“Them, yes. If it was just them, I’d be angry, I’d miss them terribly, but I wouldn’t-I don’t know if I’d have gone after Salvatore. But Zia… no way could I let that go.” She cleared her throat, and the words seem to pour out of her. She hadn’t been able to talk about Zia to anyone since the murders, and now it was like water going over a spill gate. “I found Zia when she was just a few weeks old. She was starving, abandoned, almost dead. She was mine, she was my daughter even though I let Averill and Tina adopt her because there was no way I could take care of her or provide her with a stable home while I was off on a job. Salvatore killed my little girl.” Despite her best effort to hold them back, tears welled in her eyes and spilled down her cheeks.
“Hey,” he said in alarm. With the tears blurring her vision, she didn’t see him move, but suddenly he was beside her on the sofa, putting his arm around her and pulling her close so her head nestled in the curve of his shoulder. “I don’t blame you. I’d have killed the son of a bitch, too. He should have known you don’t touch the innocents.” He was rubbing her back, the motion comforting.
Lily let herself be held for a moment, closing her eyes as she savored his closeness, the heat of his body, the man-smell of his skin. She was starved for human contact, for the touch of someone who cared. He might not care, but he sympathized, and that was close enough.
Because she wanted to stay where she was just a little too much, she sat up out of his embrace and briskly rubbed her cheeks dry. “I’m sorry,” she said. “I didn’t mean to cry on your shoulder-literally.”

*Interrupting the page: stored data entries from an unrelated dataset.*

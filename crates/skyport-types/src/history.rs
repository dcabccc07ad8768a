use serde::{Deserialize, Serialize};

use crate::error::StoreError;
use crate::label::Label;
use crate::package::Package;
use crate::version_spec::AppVersionSpec;

/// Maximum number of packages retained per deployment (spec §3 invariant 2).
pub const MAX_HISTORY_LEN: usize = 50;

/// A deployment's package history, ordered oldest -> newest, with the
/// invariants of spec §3 expressed as associated functions rather than
/// scattered across callers.
#[derive(Debug, Clone, Default, Serialize, Deserialize)]
pub struct PackageHistory(pub Vec<Package>);

impl PackageHistory {
    pub fn new(packages: Vec<Package>) -> Self {
        Self(packages)
    }

    pub fn as_slice(&self) -> &[Package] {
        &self.0
    }

    pub fn head(&self) -> Option<&Package> {
        self.0.last()
    }

    pub fn is_empty(&self) -> bool {
        self.0.is_empty()
    }

    pub fn len(&self) -> usize {
        self.0.len()
    }

    /// Iterates newest-first, the traversal order every reader in §4.F and
    /// §4.G needs.
    pub fn iter_newest_first(&self) -> impl Iterator<Item = &Package> {
        self.0.iter().rev()
    }

    /// The label the next committed package must carry (spec §8 invariant 1).
    pub fn next_label(&self) -> Label {
        match self.head() {
            Some(p) => p.label.next(),
            None => Label::first(),
        }
    }

    /// spec §3 invariant 3: a new release may not be committed while the
    /// head is both unfinished-rollout and not disabled.
    pub fn blocks_new_release(&self) -> bool {
        match self.head() {
            Some(head) => head.is_unfinished_rollout() && !head.is_disabled,
            None => false,
        }
    }

    /// spec §3 invariant 4 / §4.G step 5: the hash of the newest prior
    /// release sharing `app_version`'s "same version" identity — exact
    /// string match for exact versions, canonical-range equality otherwise.
    pub fn last_package_hash_with_same_app_version(&self, app_version: &AppVersionSpec) -> Option<String> {
        self.iter_newest_first()
            .find(|p| same_app_version(p.app_version(), app_version))
            .map(|p| p.package_hash.clone())
    }

    /// Appends `package`, enforcing the length cap by dropping the oldest
    /// entries (spec §3 invariant 2). Does not assign the label or check
    /// any other invariant — callers (the metadata store's `commit_package`)
    /// are responsible for those, since they require access to concurrency
    /// control this pure type doesn't have.
    pub fn push_capped(&mut self, package: Package) {
        self.0.push(package);
        if self.0.len() > MAX_HISTORY_LEN {
            let overflow = self.0.len() - MAX_HISTORY_LEN;
            self.0.drain(0..overflow);
        }
    }

    /// Validates invariants 1-3 without mutating, used by `commit_package`
    /// before it actually appends.
    pub fn validate_commit(&self, candidate_label: &Label) -> Result<(), StoreError> {
        if self.blocks_new_release() {
            return Err(StoreError::Conflict(
                "deployment head is an unfinished rollout; finish or disable it first".to_string(),
            ));
        }
        if *candidate_label != self.next_label() {
            return Err(StoreError::Conflict(format!(
                "expected next label {} but got {}",
                self.next_label(),
                candidate_label
            )));
        }
        Ok(())
    }

    /// Finds a package by label.
    pub fn find_by_label(&self, label: &Label) -> Option<&Package> {
        self.0.iter().find(|p| &p.label == label)
    }

    /// The second-newest entry, used as the default rollback target
    /// (spec §4.G Rollback path).
    pub fn second_newest(&self) -> Option<&Package> {
        self.iter_newest_first().nth(1)
    }
}

fn same_app_version(a: &AppVersionSpec, b: &AppVersionSpec) -> bool {
    a.canonical() == b.canonical()
}

#[cfg(test)]
mod tests {
    use super::*;
    use crate::ids::PackageId;
    use crate::package::ReleaseMethod;
    use chrono::Utc;

    fn make_package(label: &str, app_version: &str, hash: &str, rollout: Option<u8>, disabled: bool) -> Package {
        Package {
            id: PackageId::new(),
            label: Label::parse(label).unwrap(),
            app_version_raw: app_version.to_string(),
            app_version: Some(AppVersionSpec::parse(app_version).unwrap()),
            blob_url: "blob://x".to_string(),
            size: 10,
            package_hash: hash.to_string(),
            manifest_blob_url: None,
            is_disabled: disabled,
            is_mandatory: false,
            rollout,
            description: None,
            release_method: ReleaseMethod::Upload,
            original_label: None,
            original_deployment: None,
            diff_package_map: None,
            upload_time: Utc::now(),
            released_by: "owner@example.com".to_string(),
        }
    }

    #[test]
    fn next_label_starts_at_v1() {
        let history = PackageHistory::default();
        assert_eq!(history.next_label().as_str(), "v1");
    }

    #[test]
    fn next_label_increments_from_head() {
        let history = PackageHistory::new(vec![make_package("v1", "1.0.0", "H1", None, false)]);
        assert_eq!(history.next_label().as_str(), "v2");
    }

    #[test]
    fn push_capped_drops_oldest_beyond_fifty() {
        let mut history = PackageHistory::default();
        for i in 1..=MAX_HISTORY_LEN + 5 {
            history.push_capped(make_package(&format!("v{i}"), "1.0.0", &format!("H{i}"), None, false));
        }
        assert_eq!(history.len(), MAX_HISTORY_LEN);
        assert_eq!(history.head().unwrap().label.as_str(), format!("v{}", MAX_HISTORY_LEN + 5));
        assert_eq!(history.0[0].label.as_str(), "v6");
    }

    #[test]
    fn blocks_new_release_while_unfinished_and_enabled() {
        let history = PackageHistory::new(vec![make_package("v1", "1.0.0", "H1", Some(20), false)]);
        assert!(history.blocks_new_release());
    }

    #[test]
    fn allows_new_release_when_unfinished_but_disabled() {
        let history = PackageHistory::new(vec![make_package("v1", "1.0.0", "H1", Some(20), true)]);
        assert!(!history.blocks_new_release());
    }

    #[test]
    fn duplicate_hash_detection_uses_same_app_version() {
        let history = PackageHistory::new(vec![
            make_package("v1", "1.0.0", "H1", None, false),
            make_package("v2", "2.0.0", "H2", None, false),
        ]);
        let same = AppVersionSpec::parse("1.0.0").unwrap();
        assert_eq!(
            history.last_package_hash_with_same_app_version(&same),
            Some("H1".to_string())
        );
    }
}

“You can use my shoulder anytime. So, you killed Salvatore Nervi. I assume the guys trying to kill you yesterday are after you because of that Why are you still here? You’ve done what you set out to do.“
“Only part of it I want to know why Averill and Tina did what they did, what was so important to them that they took the job when they’d been retired for so long. It had to be bad, and if it was bad enough for them to act, I want the whole world to know what that something is. I want the Nervi organization broken up, destroyed, made a pariah in the business world.”
“So you’re planning on breaking into that lab and seeing what you can find?”
She nodded. “I don’t have a firm plan on how to do it; I’ve just started gathering information.”
“You know the security had to be upgraded after your friends broke in.”
“I know, but I also know there’s no foolproof system. There’s always a weakness, if I can just find what it is.”
“You’re right about that. I’d say the first step is finding out who did the security work, then getting your hands on the specs.”
“Assuming they haven’t been destroyed.”
“Only an idiot would do that, when the system might need repair sometime. If Nervi was really smart, though, he would have the specs instead of letting the security company keep them.”
“He was smart, and suspicious enough that he probably thought of that.”
“Not quite suspicious enough, or he wouldn’t be dead,” Swain pointed out. “I’ve heard of Nervi, even though I’ve been in a different hemisphere for ten years. How did you get close enough to him to use that peashooter of yours?”
“I didn’t use it,” she replied. “I poisoned his wine, and almost killed myself in the bargain, because he insisted I taste it, too.”
“Holy shit. You knew it was poison and you still drank it? Your balls must be bigger than mine, because I wouldn’t have done it.”
“It was either that or let him storm out without drinking enough for me to be sure it would kill him. I’m okay, except for some damage to a heart valve, but I don’t think it’s serious.” Except, yesterday she’d been gasping for breath in his car, which wasn’t good. She hadn’t even been running, though she guessed being shot at would get the adrenaline flowing and speed up her heartbeat just as running would.
He was looking at her in astonishment, but before he said anything else, there was a knock on the door. “Good, the food’s here,” he said, getting up and going to the door. Lily slipped her hand into her boot, ready to act if the room service waiter made a wrong move, but he wheeled in the cart and set out the food with swift precision; Swain signed the ticket and the waiter let himself out.
“You can take your hand off the peashooter,” Swain said as he pulled two chairs up to the cart. “Why don’t you carry something with some stopping power?”
“My peashooter gets the job done.”
“Assuming you put the shot right where it counts. If you miss, someone’s gonna be pissed and still able to come after you.”
“I don’t miss,” she said mildly.
He glanced at her, then grinned. “Ever?”
“Never when it counts.”
* * *
News that the director of operations had been critically injured in a car accident didn’t send ripples through the intelligence community, it sent tsunamis. The first possibility to investigate was that the accident wasn’t an accident at all. There were more efficient ways to kill someone than an automobile accident, but still, the idea had to be considered. That suspicion was laid to rest after swift but thorough interviews with the cop who had been chasing the florist van for speeding through a red traffic light. The driver of the van, who was killed in the accident, had an outstanding warrant for unpaid speeding tickets.